= List of United States senators in the 82nd Congress =

This is a complete list of United States senators during the 82nd United States Congress listed by seniority from January 3, 1951, to January 3, 1953.

Order of service is based on the commencement of the senator's first term. Behind this is former service as a senator (only giving the senator seniority within their new incoming class), service as vice president, a House member, a cabinet secretary, or a governor of a state.

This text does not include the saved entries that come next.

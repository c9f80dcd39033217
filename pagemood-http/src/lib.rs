//! Minimal HTTP client with safe logging and flexible auth.
//!
//! - `get_text` for page bodies, `post_json` for JSON APIs
//! - Redacts sensitive query params and never logs secret values
//! - No retries: the pipeline is single-shot and a failed request is final
//!
//! Example (no_run):
//! ```rust
//! # async fn demo() -> Result<(), pagemood_http::HttpError> {
//! let client = pagemood_http::HttpClient::new("https://api.example.com")?;
//! let got: serde_json::Value = client
//!     .post_json("v1/items", &serde_json::json!({}), pagemood_http::RequestOpts::default())
//!     .await?;
//! # Ok(()) }
//! ```
//!
//! Security: auth values travel as query parameters or headers but logs only
//! ever include the auth kind (query/header/none), not the secret.

use reqwest::{Client, Method, StatusCode, Url};
use serde::de::DeserializeOwned;
use serde::{Deserialize, Serialize};
use std::borrow::Cow;
use std::time::Duration;
use thiserror::Error;

// ==============================
// Errors
// ==============================

#[derive(Debug, Error)]
pub enum HttpError {
    #[error("invalid URL: {0}")]
    Url(String),
    #[error("request build failed: {0}")]
    Build(String),
    #[error("network error: {0}")]
    Network(String),
    #[error("decode error: {0}, body_snippet: {1}")]
    Decode(String, String),
    #[error("server returned error {status}: {message}")]
    Api { status: StatusCode, message: String },
}

// ==============================
// Auth & Request Options
// ==============================

/// Authentication strategies supported by the HTTP client helpers.
#[derive(Clone, Debug, Default)]
pub enum Auth<'a> {
    /// Auth via query param (e.g. Google APIs: `?key=...`)
    Query { name: &'a str, value: Cow<'a, str> },
    #[default]
    None,
}

/// Per-request tuning knobs for the HTTP client.
#[derive(Clone, Debug, Default)]
pub struct RequestOpts<'a> {
    pub timeout: Option<Duration>,
    pub auth: Auth<'a>,
    pub query: Option<Vec<(&'a str, Cow<'a, str>)>>,
}

// ==============================
// Client
// ==============================

#[derive(Clone)]
pub struct HttpClient {
    base: Url,
    inner: Client,
    pub default_timeout: Duration,
}

impl HttpClient {
    /// Construct a client anchored to a base URL.
    ///
    /// ```no_run
    /// use pagemood_http::{HttpClient, HttpError};
    /// use std::time::Duration;
    ///
    /// let client = HttpClient::new("https://api.example.com")?;
    /// assert_eq!(client.default_timeout, Duration::from_secs(15));
    /// # Ok::<(), HttpError>(())
    /// ```
    pub fn new(base: &str) -> Result<Self, HttpError> {
        let base = Url::parse(base).map_err(|e| HttpError::Url(e.to_string()))?;
        let inner = Client::builder()
            .connect_timeout(Duration::from_secs(5))
            .build()
            .map_err(|e| HttpError::Build(e.to_string()))?;
        Ok(Self {
            base,
            inner,
            default_timeout: Duration::from_secs(15),
        })
    }

    /// Override the default timeout returned by [`HttpClient::new`].
    pub fn with_timeout(mut self, dur: Duration) -> Self {
        self.default_timeout = dur;
        self
    }

    /// GET a text body (HTML pages and the like). Non-2xx is an [`HttpError::Api`].
    pub async fn get_text(&self, path: &str, opts: RequestOpts<'_>) -> Result<String, HttpError> {
        let (status, bytes) = self.send(Method::GET, path, None::<&()>, opts).await?;
        if !status.is_success() {
            return Err(HttpError::Api {
                status,
                message: snip_body(&bytes),
            });
        }
        Ok(String::from_utf8_lossy(&bytes).into_owned())
    }

    /// POST a JSON body and decode a JSON response.
    pub async fn post_json<B, T>(
        &self,
        path: &str,
        body: &B,
        opts: RequestOpts<'_>,
    ) -> Result<T, HttpError>
    where
        B: Serialize + ?Sized,
        T: DeserializeOwned,
    {
        let (status, bytes) = self.send(Method::POST, path, Some(body), opts).await?;
        let snippet = snip_body(&bytes);

        if !status.is_success() {
            let message = extract_error_message(&bytes);
            tracing::warn!(%status, message=%message, body_snippet=%snippet, "http.error");
            return Err(HttpError::Api { status, message });
        }

        serde_json::from_slice::<T>(&bytes).map_err(|e| {
            tracing::warn!(
                serde_line=%e.line(),
                serde_col=%e.column(),
                serde_err=%e.to_string(),
                body_snippet=%snippet,
                "http.response.decode_error"
            );
            HttpError::Decode(e.to_string(), snippet)
        })
    }

    // ==============================
    // Core request implementation
    // ==============================

    async fn send<B>(
        &self,
        method: Method,
        path: &str,
        body: Option<&B>,
        mut opts: RequestOpts<'_>,
    ) -> Result<(StatusCode, Vec<u8>), HttpError>
    where
        B: Serialize + ?Sized,
    {
        // Absolute paths are accepted so the page fetcher can hit arbitrary URLs.
        let url = match Url::parse(path) {
            Ok(abs) => abs,
            Err(_) => self
                .base
                .join(path)
                .map_err(|e| HttpError::Url(e.to_string()))?,
        };

        let timeout = opts.timeout.unwrap_or(self.default_timeout);
        let mut rb = self.inner.request(method.clone(), url.clone()).timeout(timeout);

        if let Auth::Query { name, value } = &opts.auth {
            let mut q = opts.query.take().unwrap_or_default();
            q.push((*name, value.clone()));
            opts.query = Some(q);
        }
        if let Some(q) = &opts.query {
            let pairs: Vec<(&str, &str)> = q.iter().map(|(k, v)| (*k, v.as_ref())).collect();
            rb = rb.query(&pairs);
        }
        if let Some(b) = body {
            rb = rb.json(b);
        }

        let auth_kind = match &opts.auth {
            Auth::Query { .. } => "query",
            Auth::None => "none",
        };
        tracing::debug!(
            method=%method,
            host_path=%format!("{}{}", url.domain().unwrap_or("-"), url.path()),
            query=?redact_query_pairs(opts.query.as_deref()),
            timeout_ms=timeout.as_millis() as u64,
            auth_kind,
            has_body=%body.is_some(),
            "http.request.start"
        );

        let t0 = std::time::Instant::now();
        let resp = rb.send().await.map_err(|err| {
            let message = err.to_string();
            tracing::warn!(message=%message, "http.network_error.send");
            HttpError::Network(message)
        })?;

        let status = resp.status();
        let headers = resp.headers().clone();
        let bytes = resp
            .bytes()
            .await
            .map_err(|err| {
                let message = err.to_string();
                tracing::warn!(message=%message, "http.network_error.body");
                HttpError::Network(message)
            })?
            .to_vec();

        tracing::debug!(
            %status,
            duration_ms=t0.elapsed().as_millis() as u64,
            body_len=bytes.len(),
            content_type=?headers
                .get(reqwest::header::CONTENT_TYPE)
                .and_then(|v| v.to_str().ok()),
            "http.response"
        );

        Ok((status, bytes))
    }
}

// ==============================
// Helpers
// ==============================

fn redact_query_pairs(query: Option<&[(&str, Cow<'_, str>)]>) -> Vec<(String, String)> {
    query
        .map(|q| {
            q.iter()
                .map(|(k, v)| {
                    let is_secret = matches!(
                        k.to_ascii_lowercase().as_str(),
                        "access_token"
                            | "authorization"
                            | "auth"
                            | "key"
                            | "api_key"
                            | "token"
                            | "secret"
                            | "client_secret"
                            | "bearer"
                    );
                    (
                        (*k).to_string(),
                        if is_secret {
                            "<redacted>".to_string()
                        } else {
                            v.as_ref().to_string()
                        },
                    )
                })
                .collect()
        })
        .unwrap_or_default()
}

fn extract_error_message(body: &[u8]) -> String {
    // Google style: {"error":{"message":"...","status":"..."}}
    #[derive(Deserialize)]
    struct GoogleEnv {
        error: GoogleDetail,
    }
    #[derive(Deserialize)]
    struct GoogleDetail {
        #[serde(default)]
        message: String,
        #[serde(default)]
        status: String,
    }

    // Generic: {"message":"..."} or {"error":"..."}
    #[derive(Deserialize)]
    struct Msg {
        #[serde(default)]
        message: String,
        #[serde(default)]
        error: String,
    }

    if let Ok(env) = serde_json::from_slice::<GoogleEnv>(body) {
        if !env.error.message.is_empty() {
            return env.error.message;
        }
        if !env.error.status.is_empty() {
            return env.error.status;
        }
    }
    if let Ok(m) = serde_json::from_slice::<Msg>(body) {
        if !m.message.is_empty() {
            return m.message;
        }
        if !m.error.is_empty() {
            return m.error;
        }
    }
    snip_body(body)
}

fn snip_body(body: &[u8]) -> String {
    let mut snip = String::from_utf8_lossy(body).to_string();
    if snip.len() > 500 {
        snip.truncate(500);
        snip.push_str("...");
    }
    snip
}
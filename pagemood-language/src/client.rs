//! REST client for the Natural Language v1 API.

use async_trait::async_trait;
use pagemood_common::{PagemoodError, Result};
use pagemood_http::{Auth, HttpClient, RequestOpts};
use serde::de::DeserializeOwned;

use crate::credentials::ApiCredentials;
use crate::traits::TextAnalyzer;
use crate::types::{
    AnalyzeEntitiesResponse, AnalyzeRequest, AnalyzeSentimentResponse, Document, DocumentType,
    EncodingType,
};
use crate::LANGUAGE_API_BASE;

// The leading `./` keeps the colon in the method name from being read as a
// URL scheme when the path is resolved against the base.
const ANALYZE_ENTITIES_PATH: &str = "./documents:analyzeEntities";
const ANALYZE_SENTIMENT_PATH: &str = "./documents:analyzeSentiment";

/// Google Cloud Natural Language API client.
///
/// Credentials are loaded before construction, so a bad key file fails the
/// run without any network traffic. The client itself is constructed once
/// and reused for both analyze operations.
pub struct GoogleLanguageClient {
    http: HttpClient,
    credentials: ApiCredentials,
    language: String,
}

impl GoogleLanguageClient {
    /// Create a client against the production endpoint.
    pub fn new(credentials: ApiCredentials, language: impl Into<String>) -> Result<Self> {
        Self::with_endpoint(credentials, language, LANGUAGE_API_BASE)
    }

    /// Create a client against a custom endpoint (tests use a mock server).
    pub fn with_endpoint(
        credentials: ApiCredentials,
        language: impl Into<String>,
        endpoint: &str,
    ) -> Result<Self> {
        let http = HttpClient::new(endpoint)
            .map_err(|e| PagemoodError::Config(format!("bad language endpoint: {e}")))?;
        Ok(Self {
            http,
            credentials,
            language: language.into(),
        })
    }

    async fn analyze<T>(&self, path: &str, text: &str, doc_type: DocumentType) -> Result<T>
    where
        T: DeserializeOwned,
    {
        let request = AnalyzeRequest {
            document: Document {
                doc_type,
                language: self.language.clone(),
                content: text.to_string(),
            },
            encoding_type: EncodingType::Utf8,
        };

        tracing::debug!(
            operation = path.trim_start_matches("./"),
            text_len = text.len(),
            doc_type = ?doc_type,
            "language.request"
        );

        let opts = RequestOpts {
            auth: Auth::Query {
                name: "key",
                value: self.credentials.key().into(),
            },
            ..Default::default()
        };

        self.http
            .post_json(path, &request, opts)
            .await
            .map_err(|e| match &e {
                pagemood_http::HttpError::Api { status, message } => match status.as_u16() {
                    429 => PagemoodError::Analysis("rate limit exceeded".into()),
                    401 | 403 => PagemoodError::Analysis(format!(
                        "request rejected, check the API key: {message}"
                    )),
                    _ => PagemoodError::Analysis(format!(
                        "language API error ({status}): {message}"
                    )),
                },
                _ => PagemoodError::Analysis(e.to_string()),
            })
    }
}

#[async_trait]
impl TextAnalyzer for GoogleLanguageClient {
    async fn analyze_entities(
        &self,
        text: &str,
        doc_type: DocumentType,
    ) -> Result<AnalyzeEntitiesResponse> {
        let response: AnalyzeEntitiesResponse =
            self.analyze(ANALYZE_ENTITIES_PATH, text, doc_type).await?;
        tracing::info!(
            entity_count = response.entities.len(),
            language = %response.language,
            "language.entities.done"
        );
        Ok(response)
    }

    async fn analyze_sentiment(
        &self,
        text: &str,
        doc_type: DocumentType,
    ) -> Result<AnalyzeSentimentResponse> {
        let response: AnalyzeSentimentResponse =
            self.analyze(ANALYZE_SENTIMENT_PATH, text, doc_type).await?;
        tracing::info!(
            score = response.document_sentiment.score,
            magnitude = response.document_sentiment.magnitude,
            sentence_count = response.sentences.len(),
            language = %response.language,
            "language.sentiment.done"
        );
        Ok(response)
    }
}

The final factor is the population of the senator's state.

Senators who were sworn in during the middle of the two-year congressional term (up until the last senator who was not sworn in early after winning the November 1952 election) are listed at the end of the list with no number.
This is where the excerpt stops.